TASK PROMPT → Your answer should be one number: the count of lines below that contain "Option".

GIVEN RECORDS →
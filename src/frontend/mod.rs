//! The render front-end contract.
//!
//! The core never rasterises anything. Every drawing side effect funnels
//! through [`Frontend`], keyed by the core's own resource identifiers, so
//! whether the far side is a real windowing system, a canvas, or a test
//! recorder is invisible here. Implementations must be side-effect-free
//! with respect to core state: they receive commands and feed input back
//! through the [`crate::server::Server`] methods, nothing else.

pub mod recording;

use crate::protocol::replies::{CharInfo, FontInfo};
use crate::protocol::requests::{TextItem, WindowAttributeValues};
use crate::protocol::types::*;
use crate::resources::cursor::CursorRecord;
use crate::resources::gcontext::GContext;

pub use recording::{FrontendCall, RecordingFrontend};

/// Text measurement results for QueryTextExtents.
#[derive(Debug, Clone, Copy, PartialEq, Eq, Default)]
pub struct TextExtents {
    pub font_ascent: i16,
    pub font_descent: i16,
    pub overall_ascent: i16,
    pub overall_descent: i16,
    pub overall_width: i32,
    pub overall_left: i32,
    pub overall_right: i32,
}

/// The capability set the core requires of a render front-end.
///
/// Methods with default bodies are the capabilities a front-end can opt
/// out of; the core serves stub replies in that case.
pub trait Frontend: Send + Sync {
    // Window lifecycle.
    fn create_window(
        &self,
        window: WindowId,
        parent: WindowId,
        geometry: Rectangle,
        border_width: u16,
        override_redirect: bool,
    );
    fn destroy_window(&self, window: WindowId);
    fn map_window(&self, window: WindowId);
    fn unmap_window(&self, window: WindowId);
    fn configure_window(
        &self,
        window: WindowId,
        geometry: Rectangle,
        border_width: u16,
        sibling: Option<WindowId>,
        stack_mode: Option<StackMode>,
    );
    fn change_window_attributes(
        &self,
        window: WindowId,
        mask: AttributeMask,
        values: &WindowAttributeValues,
    );
    fn set_window_cursor(&self, window: WindowId, cursor: CursorId);
    /// Relayed when `WM_NAME` / `_NET_WM_NAME` changes.
    fn set_window_title(&self, window: WindowId, title: &str);

    // Drawing.
    fn poly_point(
        &self,
        drawable: DrawableId,
        gc: &GContext,
        mode: CoordinateMode,
        points: &[Point],
    );
    fn poly_line(
        &self,
        drawable: DrawableId,
        gc: &GContext,
        mode: CoordinateMode,
        points: &[Point],
    );
    fn poly_segment(&self, drawable: DrawableId, gc: &GContext, segments: &[Segment]);
    fn poly_rectangle(&self, drawable: DrawableId, gc: &GContext, rectangles: &[Rectangle]);
    fn poly_fill_rectangle(&self, drawable: DrawableId, gc: &GContext, rectangles: &[Rectangle]);
    fn poly_arc(&self, drawable: DrawableId, gc: &GContext, arcs: &[Arc]);
    fn poly_fill_arc(&self, drawable: DrawableId, gc: &GContext, arcs: &[Arc]);
    fn fill_poly(
        &self,
        drawable: DrawableId,
        gc: &GContext,
        shape: PolyShape,
        mode: CoordinateMode,
        points: &[Point],
    );
    fn put_image(
        &self,
        drawable: DrawableId,
        gc: &GContext,
        format: ImageFormat,
        depth: u8,
        geometry: Rectangle,
        left_pad: u8,
        data: &[u8],
    );
    fn get_image(
        &self,
        drawable: DrawableId,
        format: ImageFormat,
        geometry: Rectangle,
        plane_mask: u32,
    ) -> Option<Vec<u8>>;
    fn copy_area(
        &self,
        src: DrawableId,
        dst: DrawableId,
        gc: &GContext,
        src_x: i16,
        src_y: i16,
        dst_x: i16,
        dst_y: i16,
        width: u16,
        height: u16,
    );
    #[allow(clippy::too_many_arguments)]
    fn copy_plane(
        &self,
        src: DrawableId,
        dst: DrawableId,
        gc: &GContext,
        src_x: i16,
        src_y: i16,
        dst_x: i16,
        dst_y: i16,
        width: u16,
        height: u16,
        bit_plane: u32,
    );
    fn clear_area(&self, window: WindowId, area: Rectangle);
    fn image_text8(&self, drawable: DrawableId, gc: &GContext, x: i16, y: i16, text: &str);
    fn image_text16(&self, drawable: DrawableId, gc: &GContext, x: i16, y: i16, text: &[u16]);
    fn poly_text8(&self, drawable: DrawableId, gc: &GContext, x: i16, y: i16, items: &[TextItem]);
    fn poly_text16(&self, drawable: DrawableId, gc: &GContext, x: i16, y: i16, items: &[TextItem]);

    // Resources.
    fn create_pixmap(&self, pixmap: PixmapId, drawable: DrawableId, width: u16, height: u16, depth: u8);
    fn free_pixmap(&self, pixmap: PixmapId);
    fn create_gc(&self, gc: &GContext);
    fn change_gc(&self, gc: &GContext, mask: GcMask);
    fn free_gc(&self, gc: GContextId);
    fn create_cursor(&self, cursor: &CursorRecord, source: PixmapId, mask: PixmapId, x: u16, y: u16);
    fn create_glyph_cursor(&self, cursor: &CursorRecord, source_font: FontId, mask_font: FontId);
    fn free_cursor(&self, cursor: CursorId);
    fn recolor_cursor(&self, cursor: &CursorRecord) {
        let _ = cursor;
    }

    // Fonts: the front-end owns rasterisation, metrics, and enumeration.
    fn open_font(&self, font: FontId, name: &str);
    fn close_font(&self, font: FontId);
    fn query_font(&self, font: FontId) -> Option<(FontInfo, Vec<CharInfo>)> {
        None
    }
    fn measure_text(&self, font: FontId, text: &[u16]) -> Option<TextExtents> {
        None
    }
    fn list_fonts(&self, pattern: &str, max_names: usize) -> Vec<String> {
        let _ = (pattern, max_names);
        Vec::new()
    }

    // Opt-out capabilities; stub defaults reply empty / unsupported.
    fn bell(&self, percent: i8) {
        let _ = percent;
    }
    fn warp_pointer(&self, root_x: i16, root_y: i16) {
        let _ = (root_x, root_y);
    }
    fn set_pointer_mapping(&self, map: &[u8]) -> bool {
        let _ = map;
        false
    }
    fn get_pointer_mapping(&self) -> Vec<u8> {
        vec![1, 2, 3, 4, 5]
    }
    fn change_keyboard_mapping(&self, first_keycode: KeyCode, keysyms_per_keycode: u8, keysyms: &[KeySym]) -> bool {
        let _ = (first_keycode, keysyms_per_keycode, keysyms);
        false
    }
    fn get_keyboard_mapping(&self, first_keycode: KeyCode, count: u8) -> Option<(u8, Vec<KeySym>)> {
        let _ = (first_keycode, count);
        None
    }
    fn read_clipboard(&self) -> Option<Vec<u8>> {
        None
    }
    fn write_clipboard(&self, data: &[u8]) {
        let _ = data;
    }
}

EXERCISE OUTPUT → 7